The experience of FOCIS members is that the work of the Healthcare Safety Investigation Branch (HSIB) has been positive. However there is anecdotal evidence that referral by Trust hospitals has been a substitute for their own internal investigation when things have been recognised to go wrong. It is apparent that in many cases HSIB involve parents early in investigations and that is to be welcomed and encouraged.

 

The speed at which subsequent internal investigations are carried out and information relating to outcomes provided to the patients or families is less acceptable and better mechanisms to achieve comprehensible and early reporting to patients and families should be considered.

 

There will be, of course, an additional resource issue should the work of the HSIB be expanded.

 

7.               What legislative changes would be required to support these changes?

 

The current tort system has been carefully developed and refined over centuries. It is well established, based on fair principles, and should not be changed.

 

We suggest that any no-fault compensation system is unaffordable and unmanageable. In 2005 when considering the potential effect of the NHS Redress Act on low-value compensation claims due to fall within the scheme, government economists estimated that, in year one, there would be a possible projected increase in cost of approximately £48 million.

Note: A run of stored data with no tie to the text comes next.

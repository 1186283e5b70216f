//! Chunk-size heuristics and semantic chunking for document embeddings.
//!
//! A decision summary is usually far longer than an embedding model accepts in one request, so
//! the embedder splits it into segments that fit the model's context window, embeds each one and
//! pools the results.
//!
//! - Automatic sizing: derive a budget from the embedding model's context window and clamp to a
//!   conservative range; callers can override via `TEXT_SPLITTER_CHUNK_SIZE`.
//! - Token counting: prefer `tiktoken-rs` for OpenAI/known encodings; fall back to a whitespace
//!   counter when the model's tokenizer is unavailable (common for Ollama and hashing models).

use crate::config::EmbeddingProvider;
use anyhow::Error as TokenizerError;
use semchunk_rs::Chunker;
use std::sync::Arc;
use thiserror::Error;
use tiktoken_rs::{
    CoreBPE, cl100k_base, get_bpe_from_model, model::get_context_size, o200k_base, p50k_base,
    p50k_edit, r50k_base,
};

type TokenCounter = Arc<dyn Fn(&str) -> usize + Send + Sync>;

const MIN_AUTOMATIC_CHUNK_SIZE: usize = 128;
const MAX_AUTOMATIC_CHUNK_SIZE: usize = 2048;

/// Errors produced while turning raw text into semantic chunks.
#[derive(Debug, Error)]
pub enum ChunkingError {
    /// Configuration requested an impossible token budget.
    #[error("chunk size must be greater than zero")]
    InvalidChunkSize,
    /// Tokenizer resources were unavailable for the configured model.
    #[error("failed to initialize tokenizer for model '{model}': {source}")]
    Tokenizer {
        /// Embedding model we attempted to load.
        model: String,
        /// Underlying error raised by the tokenizer library.
        #[source]
        source: TokenizerError,
    },
}

/// Determine the chunk size, respecting an explicit override.
///
/// Without an override the budget is half the provider/model context window, clamped into
/// `[128, 2048]`.
pub(crate) fn determine_chunk_size(
    override_size: Option<usize>,
    provider: EmbeddingProvider,
    model: &str,
) -> usize {
    if let Some(explicit) = override_size {
        return explicit.max(1);
    }

    let window = embedding_context_window(provider, model);
    (window / 2).clamp(MIN_AUTOMATIC_CHUNK_SIZE, MAX_AUTOMATIC_CHUNK_SIZE)
}

/// Look up the embedding context window for a given provider/model combination.
pub(crate) fn embedding_context_window(provider: EmbeddingProvider, model: &str) -> usize {
    match provider {
        EmbeddingProvider::OpenAI => openai_embedding_context_window(model),
        EmbeddingProvider::Ollama => ollama_embedding_context_window(model),
        EmbeddingProvider::Hashing => 4096,
    }
}

fn openai_embedding_context_window(model: &str) -> usize {
    if model.starts_with("text-embedding-3") || model.starts_with("text-embedding-ada-002") {
        return 8192;
    }

    let size = get_context_size(model);
    if size == 4096 && model.contains("embedding") {
        tracing::debug!(model, "Using default embedding context window fallback");
    }
    size
}

fn ollama_embedding_context_window(model: &str) -> usize {
    let normalized = model.to_lowercase();
    match normalized.as_str() {
        "nomic-embed-text" | "mxbai-embed-large" | "mxbai-embed-large-v1" => 8192,
        value if value.contains("all-minilm") => 512,
        value if value.contains("e5-large") => 4096,
        _ => {
            tracing::trace!(model, "Using default Ollama context window estimate");
            4096
        }
    }
}

/// Chunk text into semantic segments no longer than `chunk_size` tokens.
///
/// Returns an empty vector when the input text is all whitespace.
pub(crate) fn chunk_text(
    text: &str,
    chunk_size: usize,
    provider: EmbeddingProvider,
    model: &str,
) -> Result<Vec<String>, ChunkingError> {
    if chunk_size == 0 {
        return Err(ChunkingError::InvalidChunkSize);
    }
    if text.trim().is_empty() {
        return Ok(Vec::new());
    }

    let token_counter = build_token_counter(provider, model)?;
    Ok(chunk_text_with_counter(text, chunk_size, token_counter))
}

/// Build a token counter for the given provider/model.
///
/// OpenAI models must resolve an encoding; other providers fall back to whitespace counting
/// when no encoding matches their model name.
fn build_token_counter(
    provider: EmbeddingProvider,
    model: &str,
) -> Result<TokenCounter, ChunkingError> {
    match provider {
        EmbeddingProvider::OpenAI => build_tiktoken_counter(model),
        EmbeddingProvider::Ollama => match build_tiktoken_counter(model) {
            Ok(counter) => Ok(counter),
            Err(error) => {
                tracing::warn!(
                    model,
                    error = %error,
                    "Tokenizer unavailable for Ollama model; falling back to whitespace counter"
                );
                Ok(default_token_counter())
            }
        },
        EmbeddingProvider::Hashing => Ok(default_token_counter()),
    }
}

fn build_tiktoken_counter(model: &str) -> Result<TokenCounter, ChunkingError> {
    let normalized = model.trim();
    let target = if normalized.is_empty() {
        "cl100k_base"
    } else {
        normalized
    };
    let encoding = resolve_encoding(target).map_err(|source| ChunkingError::Tokenizer {
        model: target.to_string(),
        source,
    })?;
    let encoding = Arc::new(encoding);

    Ok(Arc::new(move |segment: &str| {
        encoding.encode_ordinary(segment).len()
    }))
}

fn resolve_encoding(model: &str) -> Result<CoreBPE, TokenizerError> {
    match get_bpe_from_model(model) {
        Ok(encoding) => Ok(encoding),
        Err(model_err) => {
            tracing::debug!(
                model,
                error = %model_err,
                "Tokenizer model lookup failed; trying encoding name"
            );
            if let Some(candidate) = encoding_from_name(model) {
                candidate
            } else {
                tracing::warn!(
                    model,
                    "Falling back to 'cl100k_base' encoding for token counting"
                );
                cl100k_base()
            }
        }
    }
}

fn encoding_from_name(name: &str) -> Option<Result<CoreBPE, TokenizerError>> {
    match name {
        "cl100k_base" => Some(cl100k_base()),
        "o200k_base" => Some(o200k_base()),
        "p50k_base" => Some(p50k_base()),
        "p50k_edit" => Some(p50k_edit()),
        "r50k_base" | "gpt2" => Some(r50k_base()),
        _ => None,
    }
}

fn default_token_counter() -> TokenCounter {
    Arc::new(|segment: &str| {
        let tokens = segment.split_whitespace().count();
        if tokens == 0 && !segment.is_empty() {
            1
        } else {
            tokens
        }
    })
}

fn chunk_text_with_counter(text: &str, chunk_size: usize, token_counter: TokenCounter) -> Vec<String> {
    let chunker = Chunker::new(
        chunk_size,
        Box::new(move |segment: &str| token_counter.as_ref()(segment)),
    );
    chunker
        .chunk(text)
        .into_iter()
        .filter(|chunk| !chunk.trim().is_empty())
        .collect()
}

By year 10, the same modelling forecasts projected increases of £80 million.

 

This was against a backdrop then of NHS clinical negligence claims standing at £500 million and NHS funding in the same year of £70 billion. It was suggested that the administration of the scheme would cost somewhere between £4.2 and £11.2 million extra per annum. The scheme only covered secondary providers. If primary services were to be included (as per the NHS GP indemnity schemes introduced recently,) then the increase forecast in 2005 was an estimated additional cost of £56 million per year.

 

This comes at a time when the vast majority of cost to the NHS in litigation claims (65%) arise from obstetric claims and where the Royal College of midwives has recently warned of a ’midwife exodus' as professionals feel unable to deliver safe care to women.

 

Any change of the system would result in inadequate compensation, or of loss of confidence from the public in terms of transparency and efficiency, and would undermine core principles of civilised society including access to justice and full compensation.

 

FOCIS also predicts that this would ultimately lead to unintended consequences including increased reliance on state services, social care funding and potential reduction in revenue for those unable to return to work or be reliant on other members of the family prevented from work due to care and support responsibilities.

 

If there were a proper investigation and drive for early neutral evaluation by way of alternative dispute resolution then the costs of the current clinical negligence system could be materially reduced without any new legislation.

 

The introduction of the duty of candour increased use of incident reporting, genuine desire by many Defendant specialist lawyers to grapple with issues early has led to an acceleration of settlements and a saving in Claimant's costs and the NHSR figures reflect that. The environment for claims resolution is already changing and will continue to change in a positive way if these trends continue.

 

FOCIS is of the view that further time should be allowed for current changes to continue to filter through the system.

 

Clinical negligence legal costs are a symptom of a failure to learn from past mistakes, not a diagnosis in themselves. If appropriately supported early investigation and learning is made a genuine end goal in adverse incident investigation, and related learning is disseminated effectively, the number, timescale and cost of claims will reduce. Also patient safety will be improved with a corresponding enhancement of trust in the system. The cultural shift can and should be achieved without diminishing citizens’ rights.